6.4 Innovation: Topology Charts

The following two topology charts have been proposed by the current writer and may be employed in both (OO and FO) paradigms of software engineering.

6.4.1 Information Topology Chart

The information topology chart (ITC) shows information levels of the software system in a top-down manner — the system is at the highest level and data elements at the lowest level. It presents information to be managed in the system in a logical and modular way, and therefore allows for easy analysis and identification of omissions or redundancies.

The ITC is particularly useful in providing a global view of the system, including all significant components. It is useful for analysis and specification, as well as the design phases of the SDLC. The technique differs from the HIPO chart in the following way: The HIPO chart is a functional representation of processes in a system. On the other hand, the ITC is a conceptual representation of component information entities (object types) of the system.
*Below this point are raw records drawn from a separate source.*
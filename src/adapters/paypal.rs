use crate::config::Config;
use crate::domain::model::{CapturedOrder, CreatedOrder, OrderDraft};
use crate::domain::ports::PaymentProcessor;
use crate::utils::error::{GatewayError, Result};
use async_trait::async_trait;
use chrono::{DateTime, Duration, Utc};
use reqwest::Client;
use serde::Deserialize;
use serde_json::json;
use tokio::sync::Mutex;

// Refresh this long before the token actually expires.
const TOKEN_EXPIRY_SKEW_SECS: i64 = 60;

#[derive(Debug, Deserialize)]
struct TokenResponse {
    access_token: String,
    expires_in: i64,
}

#[derive(Debug, Clone)]
struct CachedToken {
    access_token: String,
    expires_at: DateTime<Utc>,
}

impl CachedToken {
    fn is_fresh(&self) -> bool {
        Utc::now() + Duration::seconds(TOKEN_EXPIRY_SKEW_SECS) < self.expires_at
    }
}

#[derive(Debug, Deserialize)]
struct OrderResource {
    id: String,
    status: String,
    #[serde(default)]
    links: Vec<LinkResource>,
}

#[derive(Debug, Deserialize)]
struct LinkResource {
    rel: String,
    href: String,
}

/// Subset of PayPal's error body; anything unparseable falls back to raw text.
#[derive(Debug, Deserialize)]
struct VendorErrorBody {
    name: Option<String>,
    message: Option<String>,
    error_description: Option<String>,
    debug_id: Option<String>,
}

pub struct PayPalClient {
    http: Client,
    base_url: String,
    client_id: String,
    secret: String,
    token: Mutex<Option<CachedToken>>,
}

impl PayPalClient {
    pub fn new(config: &Config) -> Result<Self> {
        let http = Client::builder()
            .timeout(std::time::Duration::from_secs(config.timeout_secs))
            .build()?;

        Ok(Self {
            http,
            base_url: config.base_url.trim_end_matches('/').to_string(),
            client_id: config.client_id.clone(),
            secret: config.secret.clone(),
            token: Mutex::new(None),
        })
    }

    /// Client-credentials token, reused within this instance until shortly
    /// before expiry.
    async fn access_token(&self) -> Result<String> {
        let mut cached = self.token.lock().await;
        if let Some(token) = cached.as_ref() {
            if token.is_fresh() {
                return Ok(token.access_token.clone());
            }
        }

        tracing::debug!("Requesting PayPal access token");
        let response = self
            .http
            .post(format!("{}/v1/oauth2/token", self.base_url))
            .basic_auth(&self.client_id, Some(&self.secret))
            .form(&[("grant_type", "client_credentials")])
            .send()
            .await?;

        let status = response.status();
        if !status.is_success() {
            let body = response.text().await.unwrap_or_default();
            let message = serde_json::from_str::<VendorErrorBody>(&body)
                .ok()
                .and_then(|e| e.error_description.or(e.message))
                .unwrap_or(body);
            return Err(GatewayError::Auth {
                message: format!("token request returned {}: {}", status.as_u16(), message),
            });
        }

        let token: TokenResponse = response.json().await?;
        let access_token = token.access_token.clone();
        *cached = Some(CachedToken {
            access_token: token.access_token,
            expires_at: Utc::now() + Duration::seconds(token.expires_in),
        });

        Ok(access_token)
    }

    async fn vendor_error(response: reqwest::Response) -> GatewayError {
        let status = response.status().as_u16();
        let body = response.text().await.unwrap_or_default();

        match serde_json::from_str::<VendorErrorBody>(&body) {
            Ok(parsed) => GatewayError::Vendor {
                status,
                name: parsed.name,
                message: parsed
                    .message
                    .or(parsed.error_description)
                    .unwrap_or_else(|| "Unknown vendor error".to_string()),
                debug_id: parsed.debug_id,
            },
            Err(_) => GatewayError::Vendor {
                status,
                name: None,
                message: if body.is_empty() {
                    "Unknown vendor error".to_string()
                } else {
                    body
                },
                debug_id: None,
            },
        }
    }

    fn approve_url(resource: &OrderResource) -> Option<String> {
        resource
            .links
            .iter()
            .find(|link| link.rel == "approve")
            .map(|link| link.href.clone())
    }
}

#[async_trait]
impl PaymentProcessor for PayPalClient {
    async fn create_order(&self, draft: &OrderDraft) -> Result<CreatedOrder> {
        let token = self.access_token().await?;

        let body = json!({
            "intent": "CAPTURE",
            "purchase_units": [{
                "amount": {
                    "currency_code": draft.currency,
                    "value": draft.amount,
                }
            }]
        });

        tracing::debug!(amount = %draft.amount, currency = %draft.currency, "Creating PayPal order");
        let response = self
            .http
            .post(format!("{}/v2/checkout/orders", self.base_url))
            .bearer_auth(&token)
            .json(&body)
            .send()
            .await?;

        if !response.status().is_success() {
            return Err(Self::vendor_error(response).await);
        }

        let resource: OrderResource = response.json().await?;
        let approve_url = Self::approve_url(&resource);

        tracing::info!(order_id = %resource.id, status = %resource.status, "PayPal order created");
        Ok(CreatedOrder {
            id: resource.id,
            status: resource.status,
            approve_url,
        })
    }

    async fn capture_order(&self, order_id: &str) -> Result<CapturedOrder> {
        let token = self.access_token().await?;

        tracing::debug!(order_id = %order_id, "Capturing PayPal order");
        let response = self
            .http
            .post(format!(
                "{}/v2/checkout/orders/{}/capture",
                self.base_url, order_id
            ))
            .bearer_auth(&token)
            .header(reqwest::header::CONTENT_TYPE, "application/json")
            .body("{}")
            .send()
            .await?;

        if !response.status().is_success() {
            return Err(Self::vendor_error(response).await);
        }

        let resource: serde_json::Value = response.json().await?;
        let id = resource
            .get("id")
            .and_then(|v| v.as_str())
            .unwrap_or(order_id)
            .to_string();
        let status = resource
            .get("status")
            .and_then(|v| v.as_str())
            .unwrap_or("UNKNOWN")
            .to_string();
        let capture_id = resource
            .pointer("/purchase_units/0/payments/captures/0/id")
            .and_then(|v| v.as_str())
            .map(|s| s.to_string());

        tracing::info!(order_id = %id, status = %status, "PayPal order captured");
        Ok(CapturedOrder {
            id,
            status,
            capture_id,
        })
    }
}
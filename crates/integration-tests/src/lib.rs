//! Integration test support crate. The scenarios live in tests/.
//! A voltage rail produced by a regulator.

use crate::action::Action;
use crate::device::Configuration;
use crate::environment::{ActionEnvironment, DeviceHandles};
use crate::error_logging::{self, ErrorHistory};
use crate::rule::{execute_actions, Rules};
use services::Services;
use types::Severity;

/// Sensor monitoring for one rail: the actions that read the rail's sensor
/// values, executed once per monitoring cycle.
pub struct SensorMonitoring {
    actions: Vec<Action>,
}

impl SensorMonitoring {
    pub fn new(actions: Vec<Action>) -> Self {
        Self { actions }
    }

    pub fn actions(&self) -> &[Action] {
        &self.actions
    }

    /// Executes the sensor monitoring actions between `start_rail` and
    /// `end_rail`. Errors mark the rail's sensors non-functional but do not
    /// stop the monitoring cycle.
    #[allow(clippy::too_many_arguments)]
    pub fn execute(
        &self,
        rail_id: &str,
        device_id: &str,
        device_inventory_path: &str,
        chassis_inventory_path: &str,
        rules: &Rules,
        handles: &mut DeviceHandles,
        services: &mut dyn Services,
        history: &mut ErrorHistory,
    ) {
        services
            .sensors()
            .start_rail(rail_id, device_inventory_path, chassis_inventory_path);

        let mut error_occurred = false;
        let mut env = ActionEnvironment::new(rules, handles, device_id, services);
        if let Err(e) = execute_actions(&self.actions, &mut env) {
            error_occurred = true;
            services.log_error(&format!("Unable to monitor sensors for rail {rail_id}: {e}"));
            error_logging::log_error(&e, Severity::Warning, services, history);
        }

        services.sensors().end_rail(error_occurred);
    }
}

/// A voltage rail and the configuration and monitoring behavior attached to
/// it.
pub struct Rail {
    id: String,
    configuration: Option<Configuration>,
    sensor_monitoring: Option<SensorMonitoring>,
}

impl Rail {
    pub fn new(
        id: &str,
        configuration: Option<Configuration>,
        sensor_monitoring: Option<SensorMonitoring>,
    ) -> Self {
        Self {
            id: id.to_string(),
            configuration,
            sensor_monitoring,
        }
    }

    pub fn id(&self) -> &str {
        &self.id
    }

    pub fn configuration(&self) -> Option<&Configuration> {
        self.configuration.as_ref()
    }

    pub fn sensor_monitoring(&self) -> Option<&SensorMonitoring> {
        self.sensor_monitoring.as_ref()
    }

    /// Applies the rail's configuration, if any.
    pub fn configure(
        &self,
        device_id: &str,
        rules: &Rules,
        handles: &mut DeviceHandles,
        services: &mut dyn Services,
    ) {
        if let Some(configuration) = &self.configuration {
            configuration.execute(device_id, &self.id, rules, handles, services);
        }
    }

    /// Reads and publishes the rail's sensors, if it has sensor monitoring.
    #[allow(clippy::too_many_arguments)]
    pub fn monitor_sensors(
        &self,
        device_id: &str,
        device_inventory_path: &str,
        chassis_inventory_path: &str,
        rules: &Rules,
        handles: &mut DeviceHandles,
        services: &mut dyn Services,
        history: &mut ErrorHistory,
    ) {
        if let Some(monitoring) = &self.sensor_monitoring {
            monitoring.execute(
                &self.id,
                device_id,
                device_inventory_path,
                chassis_inventory_path,
                rules,
                handles,
                services,
                history,
            );
        }
    }
}
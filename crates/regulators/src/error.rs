//! Error types of the action engine.

use i2c::I2cError;
use jsonutil::ConfigFileError;
use pmbus::PmbusError;
use services::ServicesError;
use std::fmt;
use thiserror::Error;

/// A read-back after a write disagreed with the value written.
#[derive(Debug, Clone, Error)]
#[error("WriteVerificationError: {message}")]
pub struct WriteVerificationError {
    pub message: String,
    pub device_id: String,
    pub inventory_path: String,
}

/// The underlying cause of a failed action.
#[derive(Debug, Error)]
pub enum ErrorCause {
    #[error(transparent)]
    I2c(#[from] I2cError),

    #[error(transparent)]
    Pmbus(#[from] PmbusError),

    #[error(transparent)]
    WriteVerification(#[from] WriteVerificationError),

    #[error(transparent)]
    ConfigFile(#[from] ConfigFileError),

    #[error("{0}")]
    DBus(String),

    #[error("{0}")]
    Internal(String),
}

impl From<ServicesError> for ErrorCause {
    fn from(error: ServicesError) -> Self {
        // Facade failures reach the hardware services over D-Bus
        Self::DBus(error.to_string())
    }
}

/// An error that occurred while executing an action.
///
/// Describes the action that failed; the low-level cause is kept so the
/// error-logging pipeline can classify it.
#[derive(Debug)]
pub struct ActionError {
    action: String,
    detail: Option<String>,
    cause: Option<ErrorCause>,
}

impl ActionError {
    /// Creates an error for the given action description.
    pub fn new(action: impl ToString) -> Self {
        Self {
            action: action.to_string(),
            detail: None,
            cause: None,
        }
    }

    pub fn with_detail(action: impl ToString, detail: impl Into<String>) -> Self {
        Self {
            action: action.to_string(),
            detail: Some(detail.into()),
            cause: None,
        }
    }

    pub fn with_cause(action: impl ToString, cause: impl Into<ErrorCause>) -> Self {
        Self {
            action: action.to_string(),
            detail: None,
            cause: Some(cause.into()),
        }
    }

    pub fn action(&self) -> &str {
        &self.action
    }

    pub fn cause(&self) -> Option<&ErrorCause> {
        self.cause.as_ref()
    }
}

impl fmt::Display for ActionError {
    fn fmt(&self, f: &mut fmt::Formatter<'_>) -> fmt::Result {
        write!(f, "ActionError: {}", self.action)?;
        if let Some(detail) = &self.detail {
            write!(f, ": {detail}")?;
        }
        Ok(())
    }
}

impl std::error::Error for ActionError {
    fn source(&self) -> Option<&(dyn std::error::Error + 'static)> {
        self.cause
            .as_ref()
            .map(|cause| cause as &(dyn std::error::Error + 'static))
    }
}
The ITC also differs from other techniques such as fern diagram, object-relationship diagram, and object flow diagram. A comparison of the ITC with these methodologies is available in reference [Foster, 1999]. This information has been excluded because it is not considered necessary for this course. However, it is useful to mention some benefits of the approach:

· The ITC is a useful design and documentation aid.

· The technique is easy to learn, involving minimal use of symbols.

· The technique is useful in conceptualizing (the entire) system scope.

· The technique is useful in illustrating how information (object types) will be managed.

· The technique is useful applicable in the FO paradigm as well as OO paradigm.

The ITC is more useful in OOSE, but can also be used in the traditional approach. Figure 6-7 illustrates a portion of an ITC for a generic College/University Administrative Information System (CUAIS). From this diagram, it can be seen that the CUAIS is an integrated software system consisting of nine independent but interrelated subsystems. Software systems of this sort belong to a family called enterprise resource planning (ERP) systems, which in turn belongs to a larger family called management support systems (MSSs). Each subsystem is responsible for the management of various information entities, some of which have been included in the diagram. Appendix 10 includes additional ITC illustrations.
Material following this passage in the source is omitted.